I haven't written in a while. School has me in a corner. A corner of unhappiness. Extreme unhappiness. That's all I'm going to say about that, except that I'm sick of multiple weekly tests, papers, presentations, case studies abounding, and random homework assignments to fill in all the spaces of time we don't have when we've rarely had homework up to this point. This last month was poorly planned amongst my professors, and I haven't a drop of motivation left in me.
On that happy note, I finished my blook bank presentation today, have a paper due tomorrow, 2 tests the next day and then I have no more classes. Sure, I have 3 finals the week next, but I don't work any of the days working up to it, so I'm pretty psyched. I think I'm going to do my paper on porphyrias (the disease that helped bring about myths of vampires and wherewolves), and I've already researched to the point where I don't think it will be too difficult, once I force myself to bust it out, which I will do at work tonight. I haven't quite decided what I'm going to do about my tests on Wednesday, but I take comfort in the knowledge that if I can just manage to not fail, I won't have another damn class till at next November. If I do fail, I won't have to take any tests/classes until a much longer time period, but that is not the preferable option as I would be retaking classes...and if I have no motivation now, I sure as well won't have any more next year.

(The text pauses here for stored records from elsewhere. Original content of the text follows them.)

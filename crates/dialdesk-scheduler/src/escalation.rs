//! Auto-escalation and manual scheduling.
//!
//! A failed call attempt books a follow-up two hours out, tagged as
//! auto-generated. An operator scheduling a call for a lead that already
//! has a pending auto follow-up moves that follow-up instead of adding a
//! second one, so a lead never holds more than one pending auto call.

use chrono::{DateTime, Duration, Utc};
use dialdesk_core::{
    AUTO_SCHEDULE_TAG, AUTO_SCHEDULE_UPDATED_TAG, CallOrigin, DialDeskError, Result,
    ScheduledCall,
};
use serde::Serialize;

use crate::repository::CallRepository;

/// Default follow-up delay after a failed attempt.
pub const ESCALATION_DELAY_MINS: i64 = 120;

/// What happened after the operator reported "not connected".
#[derive(Debug, Clone, Serialize, PartialEq)]
#[serde(tag = "outcome", rename_all = "snake_case")]
pub enum NotConnectedOutcome {
    /// Operator declined the follow-up; only the lead status changed.
    Declined,
    /// A new auto follow-up was booked.
    Scheduled { call: ScheduledCall },
    /// The existing auto follow-up was moved.
    Rescheduled { call: ScheduledCall },
    /// The status change stuck but the follow-up could not be booked.
    ScheduleFailed { message: String },
}

impl NotConnectedOutcome {
    pub fn call(&self) -> Option<&ScheduledCall> {
        match self {
            NotConnectedOutcome::Scheduled { call } | NotConnectedOutcome::Rescheduled { call } => {
                Some(call)
            }
            _ => None,
        }
    }
}

pub fn follow_up_time(now: DateTime<Utc>, delay_mins: i64) -> DateTime<Utc> {
    now + Duration::minutes(delay_mins)
}

/// Book (or move) the auto follow-up for a lead whose call did not connect.
pub async fn escalate_not_connected(
    repo: &CallRepository,
    lead_id: &str,
    now: DateTime<Utc>,
    delay_mins: i64,
) -> NotConnectedOutcome {
    let at = follow_up_time(now, delay_mins);

    let result = match repo.pending_auto_call(lead_id).await {
        Some(existing) => repo
            .update(&existing.id, at, AUTO_SCHEDULE_TAG, now)
            .await
            .map(|call| NotConnectedOutcome::Rescheduled { call }),
        None => repo
            .create(lead_id, at, AUTO_SCHEDULE_TAG, CallOrigin::Auto, now)
            .await
            .map(|call| NotConnectedOutcome::Scheduled { call }),
    };

    match result {
        Ok(outcome) => {
            tracing::info!(lead = %lead_id, at = %at, "📅 Auto follow-up booked");
            outcome
        }
        Err(e) => {
            tracing::warn!(lead = %lead_id, "⚠️ Auto follow-up failed: {e}");
            NotConnectedOutcome::ScheduleFailed {
                message: format!(
                    "Marked as not connected, but the follow-up call could not be \
                     scheduled automatically ({e}). Please schedule it manually."
                ),
            }
        }
    }
}

/// Schedule a call for `lead_id`, or move its pending auto follow-up.
pub async fn schedule_or_update(
    repo: &CallRepository,
    lead_id: &str,
    time: Option<DateTime<Utc>>,
    now: DateTime<Utc>,
) -> Result<ScheduledCall> {
    let Some(time) = time else {
        return Err(DialDeskError::Validation(
            "a call time is required to schedule".into(),
        ));
    };

    let call = match repo.pending_auto_call(lead_id).await {
        Some(existing) => {
            repo.update(&existing.id, time, AUTO_SCHEDULE_UPDATED_TAG, now)
                .await?
        }
        None => repo.create(lead_id, time, "", CallOrigin::Manual, now).await?,
    };
    tracing::info!(lead = %lead_id, call = %call.id, at = %time, "📅 Call scheduled");
    Ok(call)
}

Likely I'll quit school and join the circus. This has been my plan for some time (almost as long as I've been attending college), but I have yet to find and perfect a skill that would make me desireable to the circus. I can't juggle, I like heights but my legs always shake even when I'm not at all scared, and clowns are a diabolical invention. I suppose I could take hromones and grow a mustache and beard, but I think it would be itchy, and I don't think the circus likes to expose the freaks as they once did. I know the circus sometimes gets a bad wrap for the exposition of animals and subsequent cruelty, but after reading the Life of Pi, I think maybe it might be not be so bad after all, perhaps. If the trainer makes himself the top dog to a bunch of lions, and they think he's the top lion because in the wild a real lion would be in his place and they would instinctively be stepping down and subjecting themselves to him...who are we to say it isn't just as good as how it happens in nature, especialy if the animal doesn't know any different? Dogs have been made to believe they're human, and I learned on a podcast not to long ago that there do exist retirement homes for retired show biz chimps, and they can watch tv whenever they want. Just a thought, and I'm probably wrong, but if I'm going to work for the circus I must tell myself these things.

1 comment:
I love that you read that book. I still haven't finished it. I've been a bit lazy with my reading. And it definitely made me feel better about the zoo animals.
Hope your tests go well and I can't wait to see you this weekend.